▶ How to complete this task: The answer must consist solely of the line that contains "mod settings;" and all subsequent lines of the data, each reproduced exactly.

▶ Data for analysis:
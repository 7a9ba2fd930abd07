//! Cluster topology reconciliation
//!
//! Converges a live deployment toward the desired topology:
//! - `ReplicaSetReconciler`: initiate, hostname migration, member diff
//! - `ShardRegistrar`: idempotent shard registration with the routing layer
//! - `CollectionShardingPlanner`: idempotent database and collection sharding
//! - `ProvisioningRun`: runs the three in order from discovered nodes
//!
//! No component keeps state between runs. The cluster is the state of
//! record; every run re-reads it, and every mutation is safe to repeat.

mod collections;
mod discovery;
mod errors;
mod orchestrator;
mod outcome;
mod plan;
mod replica_set;
mod router;
mod settings;
mod shards;

pub use collections::CollectionShardingPlanner;
pub use discovery::{NodeDiscovery, NodeQuery, StaticInventory};
pub use errors::{ReconcileError, ReconcileResult};
pub use orchestrator::{ProvisioningRun, ReplicaSetReport, RunReport, VALID_CONFIG_SERVER_COUNTS};
pub use outcome::{
    ItemStatus, ReplicaSetAction, ReplicaSetOutcome, ShardOutcome, ShardingOutcome, ShardingTarget,
};
pub use plan::{PlannedReplicaSet, TopologyPlan};
pub use replica_set::ReplicaSetReconciler;
pub use settings::{InstanceType, RunSettings};
pub use shards::ShardRegistrar;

▶ Task result:
mod settings;
mod shards;

pub use collections::CollectionShardingPlanner;
pub use discovery::{NodeDiscovery, NodeQuery, StaticInventory};
pub use errors::{ReconcileError, ReconcileResult};
pub use orchestrator::{ProvisioningRun, ReplicaSetReport, RunReport, VALID_CONFIG_SERVER_COUNTS};
pub use outcome::{
    ItemStatus, ReplicaSetAction, ReplicaSetOutcome, ShardOutcome, ShardingOutcome, ShardingTarget,
};
pub use plan::{PlannedReplicaSet, TopologyPlan};
pub use replica_set::ReplicaSetReconciler;
pub use settings::{InstanceType, RunSettings};
pub use shards::ShardRegistrar;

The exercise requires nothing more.